[PATCH v2][makedumpfile] Fix a data race in multi-threading mode (--num-threads=N)

Thu Jul 3 07:31:00 PDT 2025

On Tue, 1 Jul 2025 19:59:53 +1200
Tao Liu <ltao at redhat.com> wrote:

> Hi Kazu,
> 
> Thanks for your comments!
> 
> On Tue, Jul 1, 2025 at 7:38 PM HAGIO KAZUHITO(萩尾　一仁) <k-hagio-ab at nec.com> wrote:
> >
> > Hi Tao,
> >
> > thank you for the patch.
> >
> > On 2025/06/25 11:23, Tao Liu wrote:  
> > > A vmcore corrupt issue has been noticed in powerpc arch [1]. It can be
> > > reproduced with upstream makedumpfile.
> > >
> > > When analyzing the corrupt vmcore using crash, the following error
> > > message will output:
> > >
> > >      crash: compressed kdump: uncompress failed: 0
> > >      crash: read error: kernel virtual address: c0001e2d2fe48000  type:
> > >      "hardirq thread_union"
> > >      crash: cannot read hardirq_ctx[930] at c0001e2d2fe48000
> > >      crash: compressed kdump: uncompress failed: 0
> > >
> > > If the vmcore is generated without num-threads option, then no such
> > > errors are noticed.
> > >
> > > With --num-threads=N enabled, there will be N sub-threads created. All
> > > sub-threads are producers which responsible for mm page processing, e.g.
> > > compression. The main thread is the consumer which responsible for
> > > writing the compressed data into file. page_flag_buf->ready is used to
> > > sync main and sub-threads. When a sub-thread finishes page processing,
> > > it will set ready flag to be FLAG_READY. In the meantime, main thread
> > > looply check all threads of the ready flags, and break the loop when
> > > find FLAG_READY.  
> >
> > I've tried to reproduce the issue, but I couldn't on x86_64.  
> 
> Yes, I cannot reproduce it on x86_64 either, but the issue is very
> easily reproduced on ppc64 arch, which is where our QE reported.

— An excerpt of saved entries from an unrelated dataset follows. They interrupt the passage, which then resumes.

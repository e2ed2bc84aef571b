//! Entity records: events, todos, goals, notes, dependent notes and links.
//!
//! # Responsibility
//! - Define the field contracts of every persisted record.
//! - Provide constructors that fill construction-time defaults.
//!
//! # Invariants
//! - `id` is unique within one kind and never reused.
//! - `tags` are stored normalized (see `model::tags`).
//! - Records carry no relationship fields; relationships live in `Link`.

use crate::model::kind::{EntityId, EntityKind, EntityRef};
use crate::model::tags::normalize_tags;
use crate::model::timestamp;
use chrono::NaiveDateTime;
use serde::{Deserialize, Serialize};

/// Default priority for new todos and goals (1 = low, 5 = high).
pub const DEFAULT_PRIORITY: u8 = 3;

/// Records addressable by an integer id inside their own arena.
pub trait Identified {
    fn id(&self) -> EntityId;
}

/// Calendar event with a time window.
#[derive(Debug, Clone, PartialEq, Eq, Serialize, Deserialize)]
pub struct Event {
    pub id: EntityId,
    pub title: String,
    #[serde(with = "timestamp")]
    pub start: NaiveDateTime,
    #[serde(with = "timestamp")]
    pub end: NaiveDateTime,
    pub description: String,
    pub tags: Vec<String>,
}

impl Event {
    pub fn new(
        id: EntityId,
        title: impl Into<String>,
        start: NaiveDateTime,
        end: NaiveDateTime,
    ) -> Self {
        Self {
            id,
            title: title.into(),
            start,
            end,
            description: String::new(),
            tags: Vec::new(),
        }
    }
}

/// Actionable item. `priority` follows the 1..=5 convention but is not clamped.
#[derive(Debug, Clone, PartialEq, Eq, Serialize, Deserialize)]
pub struct Todo {
    pub id: EntityId,
    pub title: String,
    pub description: String,
    pub priority: u8,
    #[serde(with = "timestamp::option")]
    pub due_date: Option<NaiveDateTime>,
    pub completed: bool,
    #[serde(with = "timestamp::option")]
    pub start_date: Option<NaiveDateTime>,
    pub tags: Vec<String>,
    #[serde(with = "timestamp")]
    pub created_at: NaiveDateTime,
}

impl Todo {
    pub fn new(id: EntityId, title: impl Into<String>) -> Self {
        Self {
            id,
            title: title.into(),
            description: String::new(),
            priority: DEFAULT_PRIORITY,
            due_date: None,
            completed: false,
            start_date: None,
            tags: Vec::new(),
            created_at: timestamp::now(),
        }
    }
}

/// Goal: aggregation root for linked todos, events and subgoals.
#[derive(Debug, Clone, PartialEq, Eq, Serialize, Deserialize)]
pub struct Goal {
    pub id: EntityId,
    pub title: String,
    pub description: String,
    pub priority: u8,
    #[serde(with = "timestamp::option")]
    pub due_date: Option<NaiveDateTime>,
    pub completed: bool,
    pub tags: Vec<String>,
    #[serde(with = "timestamp")]
    pub created_at: NaiveDateTime,
}

impl Goal {
    pub fn new(id: EntityId, title: impl Into<String>) -> Self {
        Self {
            id,
            title: title.into(),
            description: String::new(),
            priority: DEFAULT_PRIORITY,
            due_date: None,
            completed: false,
            tags: Vec::new(),
            created_at: timestamp::now(),
        }
    }
}

/// Standalone note. `note_type` is free-form (e.g. "journal", "idea").
#[derive(Debug, Clone, PartialEq, Eq, Serialize, Deserialize)]
pub struct Note {
    pub id: EntityId,
    pub title: String,
    #[serde(rename = "type")]
    pub note_type: String,
    #[serde(with = "timestamp")]
    pub created_at: NaiveDateTime,
    pub content: String,
}

impl Note {
    pub fn new(
        id: EntityId,
        title: impl Into<String>,
        note_type: impl Into<String>,
        content: impl Into<String>,
    ) -> Self {
        Self {
            id,
            title: title.into(),
            note_type: note_type.into(),
            created_at: timestamp::now(),
            content: content.into(),
        }
    }
}

/// Note bound to a parent entity.
///
/// Creation requires a resolvable parent; deleting an event/todo/goal parent
/// deletes the note with it.
#[derive(Debug, Clone, PartialEq, Eq, Serialize, Deserialize)]
pub struct DependentNote {
    pub id: EntityId,
    pub title: String,
    pub content: String,
    pub parent_type: EntityKind,
    pub parent_id: EntityId,
    #[serde(with = "timestamp")]
    pub created_at: NaiveDateTime,
}

impl DependentNote {
    pub fn new(
        id: EntityId,
        title: impl Into<String>,
        content: impl Into<String>,
        parent: EntityRef,
    ) -> Self {
        Self {
            id,
            title: title.into(),
            content: content.into(),
            parent_type: parent.kind,
            parent_id: parent.id,
            created_at: timestamp::now(),
        }
    }

    pub fn parent(&self) -> EntityRef {
        EntityRef::new(self.parent_type, self.parent_id)
    }
}

/// Directed, typed edge between two entities of any kinds.
#[derive(Debug, Clone, PartialEq, Eq, Serialize, Deserialize)]
pub struct Link {
    pub id: EntityId,
    pub from_type: EntityKind,
    pub from_id: EntityId,
    pub to_type: EntityKind,
    pub to_id: EntityId,
    #[serde(with = "timestamp")]
    pub created_at: NaiveDateTime,
}

impl Link {
    pub fn new(id: EntityId, from: EntityRef, to: EntityRef) -> Self {
        Self {
            id,
            from_type: from.kind,
            from_id: from.id,
            to_type: to.kind,
            to_id: to.id,
            created_at: timestamp::now(),
        }
    }

    pub fn source(&self) -> EntityRef {
        EntityRef::new(self.from_type, self.from_id)
    }

    pub fn target(&self) -> EntityRef {
        EntityRef::new(self.to_type, self.to_id)
    }

    /// Whether `entity` is either endpoint (kind and id must both match).
    pub fn touches(&self, entity: EntityRef) -> bool {
        self.source() == entity || self.target() == entity
    }
}

macro_rules! impl_identified {
    ($($record:ty),+ $(,)?) => {
        $(
            impl Identified for $record {
                fn id(&self) -> EntityId {
                    self.id
                }
            }
        )+
    };
}

impl_identified!(Event, Todo, Goal, Note, DependentNote, Link);

/// Records that carry a normalized tag list.
pub trait Tagged {
    fn tags(&self) -> &[String];
    fn set_tags(&mut self, tags: &[String]);
}

macro_rules! impl_tagged {
    ($($record:ty),+ $(,)?) => {
        $(
            impl Tagged for $record {
                fn tags(&self) -> &[String] {
                    &self.tags
                }

                fn set_tags(&mut self, tags: &[String]) {
                    self.tags = normalize_tags(tags);
                }
            }
        )+
    };
}

impl_tagged!(Event, Todo, Goal);

#[cfg(test)]
mod tests {
    use super::{Link, Tagged, Todo, DEFAULT_PRIORITY};
    use crate::model::kind::EntityRef;

    #[test]
    fn new_todo_uses_defaults() {
        let todo = Todo::new(1, "Pack boxes");
        assert_eq!(todo.priority, DEFAULT_PRIORITY);
        assert!(!todo.completed);
        assert!(todo.due_date.is_none());
    }

    #[test]
    fn set_tags_normalizes() {
        let mut todo = Todo::new(1, "Pay rent");
        todo.set_tags(&["Rent".to_string(), " rent".to_string()]);
        assert_eq!(todo.tags(), ["rent".to_string()]);
    }

    #[test]
    fn link_touch_requires_kind_and_id_match() {
        let link = Link::new(1, EntityRef::goal(3), EntityRef::todo(7));
        assert!(link.touches(EntityRef::goal(3)));
        assert!(link.touches(EntityRef::todo(7)));
        assert!(!link.touches(EntityRef::todo(3)));
        assert!(!link.touches(EntityRef::event(7)));
    }

    #[test]
    fn optional_dates_serialize_as_null() {
        let value = serde_json::to_value(Todo::new(2, "x")).unwrap();
        assert!(value["due_date"].is_null());
        assert!(value["start_date"].is_null());
    }
}
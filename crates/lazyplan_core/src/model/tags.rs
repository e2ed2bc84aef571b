//! Tag normalization and matching.
//!
//! # Invariants
//! - Stored tags are trimmed, lowercase, unique, and keep first-occurrence order.
//! - `normalize_tags(normalize_tags(x)) == normalize_tags(x)`.
//! - Tag matching is exact after normalization (no substring matching).

use std::collections::HashSet;

/// Normalizes one tag value. Blank input yields `None`.
pub fn normalize_tag(tag: &str) -> Option<String> {
    let trimmed = tag.trim();
    if trimmed.is_empty() {
        None
    } else {
        Some(trimmed.to_lowercase())
    }
}

/// Normalizes and deduplicates tag values while preserving input order.
pub fn normalize_tags<S: AsRef<str>>(tags: &[S]) -> Vec<String> {
    let mut seen = HashSet::new();
    let mut normalized = Vec::with_capacity(tags.len());
    for tag in tags {
        if let Some(value) = normalize_tag(tag.as_ref()) {
            if seen.insert(value.clone()) {
                normalized.push(value);
            }
        }
    }
    normalized
}

/// Returns whether `tags` contains `query` under case-insensitive exact match.
pub fn has_tag(tags: &[String], query: &str) -> bool {
    match normalize_tag(query) {
        Some(query) => tags.iter().any(|tag| tag.to_lowercase() == query),
        None => false,
    }
}
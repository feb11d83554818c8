// SPDX-License-Identifier: AGPL-3.0-or-later
// SPDX-FileCopyrightText: 2025 Jonathan D.A. Jewell
//! Rack management commands

use super::Session;
use crate::types::Rack;
use anyhow::Result;
use serde::Serialize;

/// Arguments for rack commands
#[derive(Debug, Default)]
pub struct RackArgs {
    /// Zone or aisle label
    pub zone: Option<String>,
    /// New display name (rename)
    pub new_name: Option<String>,
}

#[derive(Serialize)]
struct RackSummary<'a> {
    id: &'a str,
    name: &'a str,
    zone: Option<&'a str>,
    shelves: usize,
    locked: bool,
    qty: f64,
}

/// Run rack command
pub fn run(session: &Session, action: &str, name: Option<String>, args: RackArgs) -> Result<()> {
    let mut layout = session.load_layout()?;
    let inventory = session.load_inventory()?;

    match action {
        "add" | "create" => {
            let name = name.ok_or_else(|| anyhow::anyhow!("Rack name is required"))?;
            let rack = Rack::new(&name, args.zone, "manual");
            let rack_id = rack.id.clone();

            if layout.get_rack(&rack_id).is_some() {
                anyhow::bail!("Rack already exists: {}", rack_id);
            }

            layout.add_rack(rack);
            session.save_layout(&layout)?;
            println!("Created rack: {name} ({rack_id})");
        }

        "remove" | "delete" | "rm" => {
            let name = name.ok_or_else(|| anyhow::anyhow!("Rack name or ID is required"))?;
            let rack_id = layout.resolve_rack(&name)?;
            let rack = layout.remove_rack(&rack_id, &inventory)?;
            session.save_layout(&layout)?;
            println!("Removed rack: {} ({})", rack.name, rack.id);
        }

        "rename" => {
            let name = name.ok_or_else(|| anyhow::anyhow!("Rack name or ID is required"))?;
            if args.new_name.is_none() && args.zone.is_none() {
                anyhow::bail!("Nothing to change: pass --to and/or --zone");
            }
            let rack_id = layout.resolve_rack(&name)?;
            let new_name = layout
                .rename_rack(&rack_id, args.new_name, args.zone, &inventory)?
                .name
                .clone();
            session.save_layout(&layout)?;
            println!("Updated rack: {new_name} ({rack_id})");
        }

        "list" | "ls" => {
            let locked = layout.locked_racks(&inventory);
            let summaries: Vec<RackSummary> = layout
                .racks()
                .iter()
                .map(|r| RackSummary {
                    id: &r.id,
                    name: &r.name,
                    zone: r.zone.as_deref(),
                    shelves: layout.shelves_in(&r.id).len(),
                    locked: locked.contains(&r.id),
                    qty: layout.rack_inventory_count(&r.id, &inventory),
                })
                .collect();

            if session.json {
                println!("{}", serde_json::to_string_pretty(&summaries)?);
                return Ok(());
            }

            if summaries.is_empty() {
                println!("No racks defined. Use 'racklock rack add <name>' to create one.");
                return Ok(());
            }

            println!("Racks ({}):", summaries.len());
            for s in &summaries {
                let zone = s.zone.map(|z| format!(" [{z}]")).unwrap_or_default();
                println!(
                    "  {}{} - {} shelves, qty {} {}",
                    s.name,
                    zone,
                    s.shelves,
                    s.qty,
                    session.lock_marker(s.locked)
                );
            }
        }

        "show" => {
            let name = name.ok_or_else(|| anyhow::anyhow!("Rack name or ID is required"))?;
            let rack_id = layout.resolve_rack(&name)?;
            let locked = layout.locked_racks(&inventory);
            let Some(rack) = layout.get_rack(&rack_id) else {
                anyhow::bail!("Rack not found: {}", name);
            };

            println!("Rack: {}", rack.name);
            println!("  id: {}", rack.id);
            if let Some(zone) = &rack.zone {
                println!("  zone: {zone}");
            }
            println!("  status: {}", session.lock_marker(locked.contains(&rack.id)));
            println!("  qty: {}", layout.rack_inventory_count(&rack.id, &inventory));

            let shelves = layout.shelves_in(&rack.id);
            if shelves.is_empty() {
                println!("  shelves: (none)");
            }
            for shelf in shelves {
                println!("  level {} ({})", shelf.level, shelf.id);
                for bin in layout.bins_on(&shelf.id) {
                    match inventory.get(&bin.id) {
                        Some(rec) if rec.qty != 0.0 => {
                            let unit = rec.unit.as_deref().unwrap_or("");
                            println!("    {} {} x{} {}", bin.code, rec.sku, rec.qty, unit);
                        }
                        _ => println!("    {} (empty)", bin.code),
                    }
                }
            }
        }

        other => {
            anyhow::bail!("Unknown action: {}. Valid: add, remove, rename, list, show", other);
        }
    }

    Ok(())
}
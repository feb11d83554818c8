// SPDX-License-Identifier: AGPL-3.0-or-later
// SPDX-FileCopyrightText: 2025 Jonathan D.A. Jewell
//! Bin management commands

use super::{resolve_bin, resolve_shelf, Session};
use crate::types::Bin;
use anyhow::Result;

/// Where a bin lives, as given on the command line
#[derive(Debug, Default)]
pub struct BinLocation {
    /// Rack name or ID
    pub rack: Option<String>,
    /// Shelf level within the rack
    pub level: Option<u32>,
    /// Shelf ID, instead of rack + level
    pub shelf: Option<String>,
}

/// Run bin command
pub fn run(session: &Session, action: &str, code: Option<String>, location: BinLocation) -> Result<()> {
    let mut layout = session.load_layout()?;

    match action {
        "add" | "create" => {
            let code = code.ok_or_else(|| anyhow::anyhow!("Bin code is required"))?;
            let shelf_id = resolve_shelf(
                &layout,
                location.rack.as_deref(),
                location.level,
                location.shelf.as_deref(),
            )?;

            let bin = Bin::new(&shelf_id, &code, "manual");
            let bin_id = bin.id.clone();
            if layout.get_bin(&bin_id).is_some() {
                anyhow::bail!("Bin {} already exists on {}", code, shelf_id);
            }

            layout.add_bin(bin)?;
            session.save_layout(&layout)?;
            println!("Created bin: {code} ({bin_id})");
        }

        "remove" | "delete" | "rm" => {
            let code = code.ok_or_else(|| anyhow::anyhow!("Bin code or ID is required"))?;
            let inventory = session.load_inventory()?;
            let bin_id = resolve_bin(&layout, &code)?;
            let bin = layout.remove_bin(&bin_id, &inventory)?;
            session.save_layout(&layout)?;
            println!("Removed bin: {} ({})", bin.code, bin.id);
        }

        "list" | "ls" => {
            let shelf_id = resolve_shelf(
                &layout,
                location.rack.as_deref(),
                location.level,
                location.shelf.as_deref(),
            )?;
            let bins = layout.bins_on(&shelf_id);

            if session.json {
                println!("{}", serde_json::to_string_pretty(&bins)?);
                return Ok(());
            }

            if bins.is_empty() {
                println!("No bins on {shelf_id}.");
                return Ok(());
            }

            println!("Bins on {} ({}):", shelf_id, bins.len());
            for bin in bins {
                println!("  {} ({})", bin.code, bin.id);
            }
        }

        other => {
            anyhow::bail!("Unknown action: {}. Valid: add, remove, list", other);
        }
    }

    Ok(())
}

Yes, this is expected. X86 implements a strongly ordered memory model,
so a "store-to-memory" instruction ensures that the new value is
immediately observed by other CPUs.

FWIW the current code is wrong even on X86, because it does nothing to
prevent compiler optimizations. The compiler is then allowed to reorder
instructions so that the write to page_flag_buf->ready happens after
other writes; with a bit of bad scheduling luck, the consumer thread
may see an inconsistent state (e.g. read a stale page_flag_buf->pfn).
Note that thanks to how compilers are designed (today), this issue is
more or less hypothetical. Nevertheless, the use of atomics fixes it,
because they also serve as memory barriers.

Petr T